Il a été repéré lors d’un match de Réserve à Beveren.  » Utrecht m’a invité à passer un test. Cela s’est bien passé et on m’a proposé un contrat. Je n’ai guère hésité : c’est l’un des meilleurs clubs des Pays-Bas. On était en juillet 2004 et j’allais avoir 18 ans un mois plus tard, le 23 août. Je venais d’obtenir mon diplôme de gestion en informatique. Apparemment, les Néerlandais ont de meilleurs yeux que les Belges pour repérer un joueur. En Belgique, on m’a découvert quand Stéphane Pauwels m’a cité dans son équipe-type des révélations à l’émission Studio 1. Je conserve précieusement la cassette. Je pense que Pauwels était venu visionner un match entre Groningen et Utrecht. Cela m’a fait drôlement plaisir d’être cité « .

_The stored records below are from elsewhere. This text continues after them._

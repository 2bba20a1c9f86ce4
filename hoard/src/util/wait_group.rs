use std::sync::{Condvar, Mutex};

/// Counts in-flight operations and lets shutdown wait for them to drain.
///
/// [WaitGroup::enter] returns a guard; the count drops when the guard does,
/// so early returns and panics release their slot.
#[derive(Default)]
pub struct WaitGroup {
    count: Mutex<usize>,
    drained: Condvar,
}

impl WaitGroup {
    pub fn new() -> Self {
        Self::default()
    }

    pub fn enter(&self) -> WaitGroupGuard<'_> {
        let mut count = self.count.lock().unwrap();
        *count += 1;
        WaitGroupGuard { group: self }
    }

    /// Blocks until every guard handed out so far has been dropped.
    pub fn wait(&self) {
        let mut count = self.count.lock().unwrap();
        while *count > 0 {
            count = self.drained.wait(count).unwrap();
        }
    }
}

pub struct WaitGroupGuard<'a> {
    group: &'a WaitGroup,
}

impl Drop for WaitGroupGuard<'_> {
    fn drop(&mut self) {
        let mut count = self.group.count.lock().unwrap();
        *count -= 1;
        if *count == 0 {
            self.group.drained.notify_all();
        }
    }
}
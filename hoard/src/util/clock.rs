use chrono::{DateTime, Utc};

pub trait Clock {
    fn now(&self) -> DateTime<Utc>;
}

#[derive(Debug, Default)]
pub struct SystemClock;

impl Clock for SystemClock {
    fn now(&self) -> DateTime<Utc> {
        Utc::now()
    }
}
#[cfg(test)]
mod tests {
    use super::*;
    use chrono::TimeDelta;
    use hoard::proxy::TargetConfig;
    use hoard::test_util::upstream::{MockResponse, UpstreamServer};
    use poem::test::TestClient;
    use tempfile::{tempdir, TempDir};

    const LAST_MODIFIED: &str = "Mon, 01 Jan 2024 00:00:00 GMT";

    struct AppFixture {
        client: TestClient<ProxyApp>,
        worker: Arc<Worker>,
        _tempdir: TempDir,
    }

    fn serve_target(url: &str) -> AppFixture {
        let tempdir = tempdir().unwrap();
        let worker = Arc::new(Worker::open(tempdir.path()).unwrap());
        let mut config = TargetConfig::new([url]);
        config
            .add_rule(".*", TimeDelta::hours(2), TimeDelta::hours(1))
            .unwrap();
        worker.bind("t", config).unwrap();
        let app = ProxyApp::new(worker.clone(), Pages::load(None).unwrap());
        AppFixture {
            client: TestClient::new(app),
            worker,
            _tempdir: tempdir,
        }
    }

    fn hundred_bytes_origin() -> UpstreamServer {
        UpstreamServer::start(|req| {
            if req.header("Range").is_some() {
                MockResponse::status(206)
                    .header("Content-Range", "bytes 0-10/100")
                    .body(b"partial con")
            } else {
                MockResponse::ok(&[b'x'; 100]).header("Last-Modified", LAST_MODIFIED)
            }
        })
        .unwrap()
    }

    #[tokio::test]
    async fn test_range_on_uncached_path_bypasses_the_cache() {
        let origin = hundred_bytes_origin();
        let fixture = serve_target(&origin.base_url());

        let response = fixture
            .client
            .get("/t/file-1")
            .header("Range", "bytes=0-10")
            .send()
            .await;
        response.assert_status(StatusCode::PARTIAL_CONTENT);
        response.assert_header("Content-Range", "bytes 0-10/100");
        response.assert_text("partial con").await;

        // The partial fetch must not have populated the cache.
        let full = fixture.client.get("/t/file-1").send().await;
        full.assert_status_is_ok();
        full.assert_header("X-Cache", "WAIT");
        assert_eq!(origin.hits(), 2);
    }

    #[tokio::test]
    async fn test_range_over_cached_blob_is_served_locally() {
        let origin = hundred_bytes_origin();
        let fixture = serve_target(&origin.base_url());

        let warmup = fixture.client.get("/t/file-2").send().await;
        warmup.assert_status_is_ok();
        warmup.assert_header("X-Cache", "WAIT");
        warmup.assert_text("x".repeat(100)).await;

        let sanity = fixture.client.get("/t/file-2").send().await;
        sanity.assert_header("X-Cache", "HIT");
        sanity.assert_text("x".repeat(100)).await;

        let ranged = fixture
            .client
            .get("/t/file-2")
            .header("Range", "bytes=0-9")
            .send()
            .await;
        ranged.assert_status(StatusCode::PARTIAL_CONTENT);
        ranged.assert_header("Content-Range", "bytes 0-9/100");
        ranged.assert_header("Content-Length", "10");
        ranged.assert_text("x".repeat(10)).await;

        // Only the warmup reached the origin.
        assert_eq!(origin.hits(), 1);
    }

    #[tokio::test]
    async fn test_suffix_and_unbounded_ranges() {
        let origin = hundred_bytes_origin();
        let fixture = serve_target(&origin.base_url());
        // Reading the warmup body to the end commits the cache entry.
        fixture
            .client
            .get("/t/file")
            .send()
            .await
            .assert_text("x".repeat(100))
            .await;

        let suffix = fixture
            .client
            .get("/t/file")
            .header("Range", "bytes=-10")
            .send()
            .await;
        suffix.assert_status(StatusCode::PARTIAL_CONTENT);
        suffix.assert_header("Content-Range", "bytes 90-99/100");

        let tail = fixture
            .client
            .get("/t/file")
            .header("Range", "bytes=95-")
            .send()
            .await;
        tail.assert_status(StatusCode::PARTIAL_CONTENT);
        tail.assert_header("Content-Range", "bytes 95-99/100");
        tail.assert_header("Content-Length", "5");
    }

    #[tokio::test]
    async fn test_unsatisfiable_range_is_416() {
        let origin = hundred_bytes_origin();
        let fixture = serve_target(&origin.base_url());
        // Reading the warmup body to the end commits the cache entry.
        fixture
            .client
            .get("/t/file")
            .send()
            .await
            .assert_text("x".repeat(100))
            .await;

        let response = fixture
            .client
            .get("/t/file")
            .header("Range", "bytes=200-300")
            .send()
            .await;
        response.assert_status(StatusCode::RANGE_NOT_SATISFIABLE);
        response.assert_header("Content-Range", "bytes */100");
    }

    #[tokio::test]
    async fn test_head_request_returns_headers_without_body() {
        let origin = hundred_bytes_origin();
        let fixture = serve_target(&origin.base_url());
        // Reading the warmup body to the end commits the cache entry.
        fixture
            .client
            .get("/t/file")
            .send()
            .await
            .assert_text("x".repeat(100))
            .await;

        let response = fixture.client.head("/t/file").send().await;
        response.assert_status_is_ok();
        response.assert_header("X-Cache", "HIT");
        response.assert_header("Content-Length", "100");
        response.assert_text("").await;
    }

    #[tokio::test]
    async fn test_method_not_allowed() {
        let origin = hundred_bytes_origin();
        let fixture = serve_target(&origin.base_url());
        let response = fixture.client.post("/t/file").send().await;
        response.assert_status(StatusCode::METHOD_NOT_ALLOWED);
        response.assert_header("Allow", "GET, HEAD");
    }

    #[tokio::test]
    async fn test_robots_txt_forbids_crawling() {
        let origin = hundred_bytes_origin();
        let fixture = serve_target(&origin.base_url());
        let response = fixture.client.get("/robots.txt").send().await;
        response.assert_status_is_ok();
        response.assert_text(ROBOTS_TXT).await;
    }

    #[tokio::test]
    async fn test_index_page_lists_targets() {
        let origin = hundred_bytes_origin();
        let fixture = serve_target(&origin.base_url());
        let response = fixture.client.get("/").send().await;
        response.assert_status_is_ok();
        response
            .assert_text(Pages::load(None).unwrap().index(&["t".to_string()]))
            .await;
    }

    #[tokio::test]
    async fn test_unknown_prefix_renders_error_page() {
        let origin = hundred_bytes_origin();
        let fixture = serve_target(&origin.base_url());
        let response = fixture.client.get("/unknown/file").send().await;
        response.assert_status(StatusCode::NOT_FOUND);
        response.assert_content_type("text/html; charset=utf-8");
    }

    #[tokio::test]
    async fn test_failed_fetch_renders_error_page() {
        let fixture = serve_target("http://127.0.0.1:1");
        let response = fixture.client.get("/t/file").send().await;
        response.assert_status(StatusCode::NOT_FOUND);
        response.assert_content_type("text/html; charset=utf-8");
    }

    #[tokio::test]
    async fn test_closed_worker_returns_503() {
        let origin = hundred_bytes_origin();
        let fixture = serve_target(&origin.base_url());
        fixture.worker.close();
        let response = fixture.client.get("/t/file").send().await;
        response.assert_status(StatusCode::SERVICE_UNAVAILABLE);
    }

    #[test]
    fn test_parse_range_forms() {
        assert_eq!(
            parse_range("bytes=0-9", 100),
            Some(ByteRange::Satisfiable { start: 0, end: 9 })
        );
        assert_eq!(
            parse_range("bytes=95-", 100),
            Some(ByteRange::Satisfiable { start: 95, end: 99 })
        );
        assert_eq!(
            parse_range("bytes=-10", 100),
            Some(ByteRange::Satisfiable { start: 90, end: 99 })
        );
        assert_eq!(
            parse_range("bytes=0-500", 100),
            Some(ByteRange::Satisfiable { start: 0, end: 99 })
        );
        // Range covering exactly the last byte.
        assert_eq!(
            parse_range("bytes=99-99", 100),
            Some(ByteRange::Satisfiable { start: 99, end: 99 })
        );
        assert_eq!(parse_range("bytes=100-", 100), Some(ByteRange::Unsatisfiable));
        assert_eq!(parse_range("bytes=-0", 100), Some(ByteRange::Unsatisfiable));
        assert_eq!(parse_range("bytes=0-0", 0), Some(ByteRange::Unsatisfiable));
        // Ignored: multi-part, inverted and malformed ranges.
        assert_eq!(parse_range("bytes=0-1,5-6", 100), None);
        assert_eq!(parse_range("bytes=9-5", 100), None);
        assert_eq!(parse_range("items=0-9", 100), None);
        assert_eq!(parse_range("bytes=abc", 100), None);
    }
}
use chrono::{DateTime, Utc};

/// The fixed IMF-fixdate layout used by `Last-Modified` and friends
/// (RFC 7231, e.g. `Sun, 06 Nov 1994 08:49:37 GMT`).
const HTTP_DATE_FORMAT: &str = "%a, %d %b %Y %H:%M:%S GMT";

pub fn format_http_date(time: DateTime<Utc>) -> String {
    time.format(HTTP_DATE_FORMAT).to_string()
}

#[cfg(test)]
mod tests {
    use super::*;
    use chrono::TimeZone;

    #[test]
    fn test_formats_rfc7231_reference_date() {
        let time = Utc.with_ymd_and_hms(1994, 11, 6, 8, 49, 37).unwrap();
        assert_eq!(format_http_date(time), "Sun, 06 Nov 1994 08:49:37 GMT");
    }

    #[test]
    fn test_pads_single_digit_days() {
        let time = Utc.with_ymd_and_hms(2024, 2, 9, 23, 59, 59).unwrap();
        assert_eq!(format_http_date(time), "Fri, 09 Feb 2024 23:59:59 GMT");
    }
}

Après avoir fait ses classes en Juniors et en Réserve, Rossini a rejoint définitivement l’équipe Première cette saison. Il commence généralement sur le banc, car il est barré par le Français Marc-Antoine Fortuné et le Hollandais RobinNelisse, mais lorsqu’il reçoit sa chance, il s’efforce de la saisir. Avec tellement de vigueur qu’en décembre, lors d’un match face à Feyenoord, il s’est fait exclure : entré au jeu à la 75e minute, il a reçu un carton rouge à la 83e et écopé de deux matches de suspension.  » C’est un élément d’avenir « , explique son entraîneur, Foeke Booy.  » Un target man, comme on dit : un élément de grande taille (1m93), capable de dévier les ballons de la tête pour le joueur qui tourne autour de lui. Il joue beaucoup dos au but, est fort de la tête et a un très bon pied gauche. Il doit encore beaucoup apprendre, surtout à protéger son ballon car il a tendance à le perdre. Il doit aussi progresser dans le jeu en un temps. Il a du potentiel et s’est très bien intégré à Utrecht. Je trouve qu’il y a suffisamment de talents en Belgique, mais ils ne sont pas toujours appréciés à leur juste valeur dans leur pays. C’est la raison pour laquelle autant de jeunes footballeurs belges viennent tenter leur chance ici. Il y a beaucoup de joueurs étrangers en Belgique, au point que souvent, la proportion avec les joueurs du cru n’est plus très équitable « .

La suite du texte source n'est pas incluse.